Lajoie was one of the game’s first superstars. He was the king of turn-of-the-century baseball. His picture was everywhere and corporate barons of the day begged the great Lajoie to endorse their products.
When Lajoie retired in 1916 he had collected 3,242 base hits and compiled a remarkable lifetime batting average of .338. He would enter the Hall of Fame in 1937.
Lajoie is also one of the most treasured names in the field of vintage baseball signatures. The demand is simply tremendous. I can remember back in the early 1980s when his signature sold for $10-$15.
Lajoie signed in a refined and elegant hand. His writing is marked with nice flowing strokes that results in a signature with superior display value.
Examples 1-3 are good illustrations of Lajoie’s signature. Example 4 is a signature removed from a contract dated 1906, signatures from this period are not available in the open market and this specimen is extremely rare.
Typically, Lajoie signed autographs using his nickname “Larry” but on occasion he would sign using his real name, Example 5 is a nice illustration that has been accomplished in fountain pen.
As nice as Lajoie’s hand is, it has one serious flaw: his signature lacks rapid motion (as found in the handwriting Ty Cobb and Rogers Hornsby). The slower nature of Lajoie’s signature is very inviting to forgers. Skilled forgers will tell you that Lajoie is a relatively easy name to forge and many well-executed forgeries exist in the market. I would estimate the vast majority of Lajoie signatures available in the market are counterfeit. It should also be noted that in my opinion many forgeries have been wrongly certified as genuine by the major authentication companies so caution is warranted.
Lajoie is by no means a rare name and is readily available on index cards, government postcards, multi-signed balls and album pages. He should be considered scarce on letters and 8-by-10 photographs. Single-signed baseballs and Black-and-White Hall of Fame plaque postcards are rare.
I have never seen a genuinely signed tobacco card, however, at least one signed 1933 Goudey gum card exists.

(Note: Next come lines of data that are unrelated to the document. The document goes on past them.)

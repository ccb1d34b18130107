pub mod config;
pub mod fan_out;
pub mod rollout;
pub mod scenarios;

use k8s_openapi::api::networking::v1::Ingress;
use kube::api::ObjectMeta;

pub fn make_ingress(namespace: &str, name: &str, annotations: &[(&str, &str)]) -> Ingress {
    Ingress {
        metadata: ObjectMeta {
            name: Some(name.to_string()),
            namespace: Some(namespace.to_string()),
            annotations: Some(
                annotations
                    .iter()
                    .map(|(k, v)| (k.to_string(), v.to_string()))
                    .collect(),
            ),
            ..ObjectMeta::default()
        },
        ..Ingress::default()
    }
}
use axum::extract::{Path, State};
use axum::http::StatusCode;
use axum::response::IntoResponse;
use axum::Json;
use creatorgate_common::GateError;
use creatorgate_rate_limit::rejection::format_timestamp;
use serde_json::{json, Value};

use crate::state::SharedState;

fn error_response(e: GateError) -> (StatusCode, Json<Value>) {
    let status = match e {
        GateError::UnknownPolicy(_) => StatusCode::NOT_FOUND,
        GateError::BackendUnavailable(_) => StatusCode::SERVICE_UNAVAILABLE,
        _ => StatusCode::INTERNAL_SERVER_ERROR,
    };
    (status, Json(json!({ "status": "error", "message": e.to_string() })))
}

/// GET /api/counters/{policy}/{key}
///
/// Shows the current window for one identity under one policy.
pub async fn get_counter(
    State(state): State<SharedState>,
    Path((policy, key)): Path<(String, String)>,
) -> impl IntoResponse {
    let entry = match state.limiter.counter(&policy, &key) {
        Ok(Some(entry)) => entry,
        Ok(None) => {
            return (
                StatusCode::NOT_FOUND,
                Json(json!({ "status": "error", "message": "no counter for key" })),
            )
        }
        Err(e) => return error_response(e),
    };

    let limit = state
        .limiter
        .policies()
        .get(&policy)
        .map(|p| p.max_requests())
        .unwrap_or_default();
    let expired = state.limiter.now() >= entry.window_end();
    let used = if expired { 0 } else { entry.count };

    (
        StatusCode::OK,
        Json(json!({
            "policy": policy,
            "key": key,
            "count": used,
            "limit": limit,
            "remaining": limit.saturating_sub(used),
            "window_start": format_timestamp(entry.window_start),
            "window_end": format_timestamp(entry.window_end()),
            "expired": expired
        })),
    )
}

/// DELETE /api/counters/{policy}/{key}
///
/// Restores the full quota for one identity, e.g. after a support request.
pub async fn reset_counter(
    State(state): State<SharedState>,
    Path((policy, key)): Path<(String, String)>,
) -> impl IntoResponse {
    match state.limiter.reset(&policy, &key) {
        Ok(true) => (StatusCode::OK, Json(json!({ "status": "reset" }))),
        Ok(false) => (
            StatusCode::NOT_FOUND,
            Json(json!({ "status": "error", "message": "no counter for key" })),
        ),
        Err(e) => error_response(e),
    }
}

I have never seen a genuinely signed baseball bat or equipment of any kind. To my knowledge bank checks do not exist.
Lajoie was not known as a prolific letter writer and today letters are very scarce with typewritten letters tougher to find than handwritten ones. Content of Lajoie letters tend to be pleasant and mundane. The affable Lajoie did not write with a cutting pen like that of Cobb.
Signed baseballs of Lajoie are scarce in any form and most available for sale are multi-signed balls. Single-signed balls are just plain rare. I have only seen five to six genuine examples in more than 20 years of a searching. All were signed on the side panel and dated in the 1950s. Most were signed in ballpoint pen. As a side note, Lajoie was one of the early converts to the technology of ballpoint pens and used them often from the late 1940s until his death.

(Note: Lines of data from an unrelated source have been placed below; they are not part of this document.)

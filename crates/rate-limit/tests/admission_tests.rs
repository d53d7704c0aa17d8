use std::sync::atomic::{AtomicUsize, Ordering};
use std::sync::Arc;
use std::time::Duration;

use creatorgate_common::config::{AI_INSIGHTS, AUTH, GENERAL, PLATFORM_CONNECT};
use creatorgate_rate_limit::{
    Clock, Decision, ManualClock, PolicyRegistry, RateLimiterRegistry,
};

fn limiter() -> (RateLimiterRegistry, Arc<ManualClock>) {
    let clock = Arc::new(ManualClock::starting_now());
    let limiter = RateLimiterRegistry::builder().clock(clock.clone()).build();
    (limiter, clock)
}

#[test]
fn every_policy_denies_after_its_quota() {
    let (limiter, _clock) = limiter();

    for policy in PolicyRegistry::builtin().policies() {
        let key = format!("client-{}", policy.name());
        for i in 0..policy.max_requests() {
            assert!(
                limiter.check(policy.name(), &key).unwrap().is_allowed(),
                "{} request {} should pass",
                policy.name(),
                i
            );
        }
        assert!(
            !limiter.check(policy.name(), &key).unwrap().is_allowed(),
            "{} should deny beyond quota",
            policy.name()
        );
    }
}

#[test]
fn window_expiry_restores_quota() {
    let (limiter, clock) = limiter();

    for _ in 0..5 {
        limiter.check(PLATFORM_CONNECT, "1.2.3.4").unwrap();
    }
    assert!(!limiter.check(PLATFORM_CONNECT, "1.2.3.4").unwrap().is_allowed());

    clock.advance(Duration::from_secs(60 * 60));

    let decision = limiter.check(PLATFORM_CONNECT, "1.2.3.4").unwrap();
    assert!(decision.is_allowed());
    assert_eq!(decision.status().remaining, 4);
    assert_eq!(
        limiter.counter(PLATFORM_CONNECT, "1.2.3.4").unwrap().unwrap().count,
        1
    );
}

#[test]
fn distinct_keys_do_not_interfere() {
    let (limiter, _clock) = limiter();

    for _ in 0..5 {
        limiter.check(AUTH, "10.0.0.1").unwrap();
    }
    assert!(!limiter.check(AUTH, "10.0.0.1").unwrap().is_allowed());

    for _ in 0..5 {
        assert!(limiter.check(AUTH, "10.0.0.2").unwrap().is_allowed());
    }
}

#[test]
fn concurrent_checks_never_exceed_quota() {
    let limiter = RateLimiterRegistry::builder().build();
    let allowed = AtomicUsize::new(0);
    let denied = AtomicUsize::new(0);

    // ai-insights admits 10 per hour; fire 10 + 22 at once.
    std::thread::scope(|scope| {
        for _ in 0..32 {
            scope.spawn(|| match limiter.check(AI_INSIGHTS, "203.0.113.7").unwrap() {
                Decision::Allow(_) => allowed.fetch_add(1, Ordering::SeqCst),
                Decision::Deny(_) => denied.fetch_add(1, Ordering::SeqCst),
            });
        }
    });

    assert_eq!(allowed.load(Ordering::SeqCst), 10);
    assert_eq!(denied.load(Ordering::SeqCst), 22);
}

#[test]
fn auth_scenario() {
    let (limiter, clock) = limiter();
    let start = clock.now();

    for _ in 0..5 {
        assert!(limiter.check(AUTH, "1.2.3.4").unwrap().is_allowed());
    }

    match limiter.check(AUTH, "1.2.3.4").unwrap() {
        Decision::Deny(rejection) => {
            assert!(rejection.message.to_lowercase().contains("too many"));
            assert_eq!(rejection.retry_after, start + chrono::Duration::minutes(15));
            assert!(rejection.retry_after >= clock.now());

            let body = rejection.body();
            assert!(body["error"]
                .as_str()
                .unwrap()
                .to_lowercase()
                .contains("too many"));
            let retry_after: chrono::DateTime<chrono::Utc> =
                body["retryAfter"].as_str().unwrap().parse().unwrap();
            let drift = (retry_after - (start + chrono::Duration::minutes(15)))
                .num_milliseconds()
                .abs();
            assert!(drift < 1, "retryAfter drifted by {}ms", drift);
        }
        other => panic!("expected denial, got {:?}", other),
    }
}

#[test]
fn ai_insights_rejection_includes_upgrade_hint() {
    let (limiter, _clock) = limiter();

    for _ in 0..10 {
        limiter.check(AI_INSIGHTS, "user-42").unwrap();
    }

    let Decision::Deny(rejection) = limiter.check(AI_INSIGHTS, "user-42").unwrap() else {
        panic!("expected denial");
    };

    let expected = limiter.policies().get(AI_INSIGHTS).unwrap().extra().clone();
    let body = rejection.body();
    for (field, value) in &expected {
        assert_eq!(&body[field], value);
    }
    assert_eq!(body["upgradeUrl"], "/pricing");
}

#[test]
fn unknown_policy_is_a_configuration_error() {
    let (limiter, _clock) = limiter();

    for _ in 0..3 {
        let err = limiter.check("exports", "1.2.3.4").unwrap_err();
        assert!(err.is_configuration());
    }
    assert_eq!(limiter.tracked_keys(), 0);
}

#[test]
fn sweep_bounds_memory() {
    let (limiter, clock) = limiter();

    for i in 0..50 {
        limiter.check(GENERAL, &format!("198.51.100.{}", i)).unwrap();
    }
    clock.advance(Duration::from_secs(20 * 60));
    limiter.check(GENERAL, "192.0.2.1").unwrap();

    // 20 minutes in: nothing is two 15-minute windows old yet.
    assert_eq!(limiter.sweep(), 0);
    assert_eq!(limiter.tracked_keys(), 51);

    clock.advance(Duration::from_secs(10 * 60));
    assert_eq!(limiter.sweep(), 50);
    assert_eq!(limiter.tracked_keys(), 1);
    assert!(limiter.counter(GENERAL, "192.0.2.1").unwrap().is_some());
}

#[test]
fn runtime_policy_update_applies_to_next_check() {
    let (limiter, _clock) = limiter();

    for _ in 0..5 {
        limiter.check(AUTH, "1.2.3.4").unwrap();
    }
    assert!(!limiter.check(AUTH, "1.2.3.4").unwrap().is_allowed());

    let mut spec = limiter.policies().get(AUTH).unwrap().to_spec();
    spec.max_requests = 6;
    limiter.update_policy(creatorgate_rate_limit::Policy::from_spec(&spec).unwrap());

    let decision = limiter.check(AUTH, "1.2.3.4").unwrap();
    assert!(decision.is_allowed());
    assert_eq!(decision.status().limit, 6);
    assert_eq!(decision.status().remaining, 0);
}

#[test]
fn longest_allowed_window_checks_and_sweeps_without_overflow() {
    let mut config = creatorgate_common::RateLimitConfig::default();
    config.policies.insert(
        AUTH.to_string(),
        creatorgate_common::PolicyConfig {
            window_secs: Some(creatorgate_common::config::MAX_WINDOW_SECS),
            ..Default::default()
        },
    );
    let limiter = RateLimiterRegistry::new(&config).unwrap();

    for _ in 0..5 {
        assert!(limiter.check(AUTH, "1.2.3.4").unwrap().is_allowed());
    }
    assert!(!limiter.check(AUTH, "1.2.3.4").unwrap().is_allowed());
    assert_eq!(limiter.sweep(), 0);

    config.policies.get_mut(AUTH).unwrap().window_secs = Some(100_000_000_000_000);
    assert!(RateLimiterRegistry::new(&config).is_err());
}
use creatorgate_common::{GateError, GateResult, KeyStrategy, RouteConfig};
use creatorgate_rate_limit::PolicyRegistry;

/// The policy and key strategy a request path maps to.
#[derive(Debug, Clone, Copy, PartialEq, Eq)]
pub struct Classification<'a> {
    pub policy: &'a str,
    pub key: KeyStrategy,
    /// `false` when no route matched and the default policy applies.
    pub matched: bool,
}

/// Static route table mapping path prefixes to policies.
///
/// Every path resolves to some policy. Paths that match no prefix fall back
/// to the default policy rather than going unlimited.
#[derive(Debug, Clone)]
pub struct RouteClassifier {
    rules: Vec<RouteConfig>,
    default_policy: String,
}

impl RouteClassifier {
    /// Build the table, failing on any policy name the registry lacks.
    pub fn from_config(
        routes: &[RouteConfig],
        default_policy: &str,
        policies: &PolicyRegistry,
    ) -> GateResult<Self> {
        if !policies.contains(default_policy) {
            return Err(GateError::UnknownPolicy(default_policy.to_string()));
        }

        for route in routes {
            if !policies.contains(&route.policy) {
                return Err(GateError::Config(format!(
                    "route '{}' references unknown policy '{}'",
                    route.path_prefix, route.policy
                )));
            }
        }

        let mut rules: Vec<RouteConfig> = routes
            .iter()
            .map(|route| RouteConfig {
                path_prefix: normalize_prefix(&route.path_prefix),
                ..route.clone()
            })
            .collect();
        // Longest prefix first so the most specific route wins.
        rules.sort_by(|a, b| b.path_prefix.len().cmp(&a.path_prefix.len()));

        tracing::info!(
            routes = rules.len(),
            default_policy,
            "route classification table built"
        );

        Ok(Self {
            rules,
            default_policy: default_policy.to_string(),
        })
    }

    /// Map a request path to its policy.
    ///
    /// Matching ignores ASCII case and repeated slashes, the same way the
    /// upstream router resolves paths, so `/API//Auth/login` is still an
    /// auth request.
    pub fn classify(&self, path: &str) -> Classification<'_> {
        let path = collapse_slashes(path);
        self.rules
            .iter()
            .find(|rule| prefix_matches(&rule.path_prefix, &path))
            .map(|rule| Classification {
                policy: &rule.policy,
                key: rule.key,
                matched: true,
            })
            .unwrap_or(Classification {
                policy: &self.default_policy,
                key: KeyStrategy::Ip,
                matched: false,
            })
    }

    pub fn default_policy(&self) -> &str {
        &self.default_policy
    }

    pub fn rules(&self) -> &[RouteConfig] {
        &self.rules
    }
}

/// Join the non-empty segments of `path` with single slashes. Trailing
/// slashes are dropped; the root path stays `/`.
fn collapse_slashes(path: &str) -> String {
    let mut collapsed = String::with_capacity(path.len());
    for segment in path.split('/').filter(|s| !s.is_empty()) {
        collapsed.push('/');
        collapsed.push_str(segment);
    }
    if collapsed.is_empty() {
        collapsed.push('/');
    }
    collapsed
}

/// Route prefixes are stored collapsed, with the root prefix as `""`.
fn normalize_prefix(prefix: &str) -> String {
    let collapsed = collapse_slashes(prefix);
    if collapsed == "/" {
        String::new()
    } else {
        collapsed
    }
}

/// Segment-aware, ASCII case-insensitive prefix match: `/api/auth` covers
/// `/api/auth` and `/API/Auth/login` but not `/api/authors`.
fn prefix_matches(prefix: &str, path: &str) -> bool {
    if prefix.is_empty() {
        return true;
    }
    if path.len() < prefix.len() || !path.is_char_boundary(prefix.len()) {
        return false;
    }
    let (head, rest) = path.split_at(prefix.len());
    head.eq_ignore_ascii_case(prefix) && (rest.is_empty() || rest.starts_with('/'))
}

As to team-signed balls from Lajoie’s playing days, they simply do not exist.
Lajoie liked to date his signatures and ones signed toward the end of his life evidence a slight to moderate shakiness of hand. Older-age signatures appear somewhat labored in appearance and lack the graceful flow of vintage signed material.
Lajoie material has increased greatly in recent years and today his signature can be purchased for $350-$400, government postcards generally sell for $600-$700. A signed 8-by-10 photograph will likely start at $2,000 as will a signed letter. A single-signed ball should start at $6,000 with a museum-grade specimen approaching $20,000. A Black-and-White Hall of Fame plaque postcard is very rare and likely worth at least $5,000.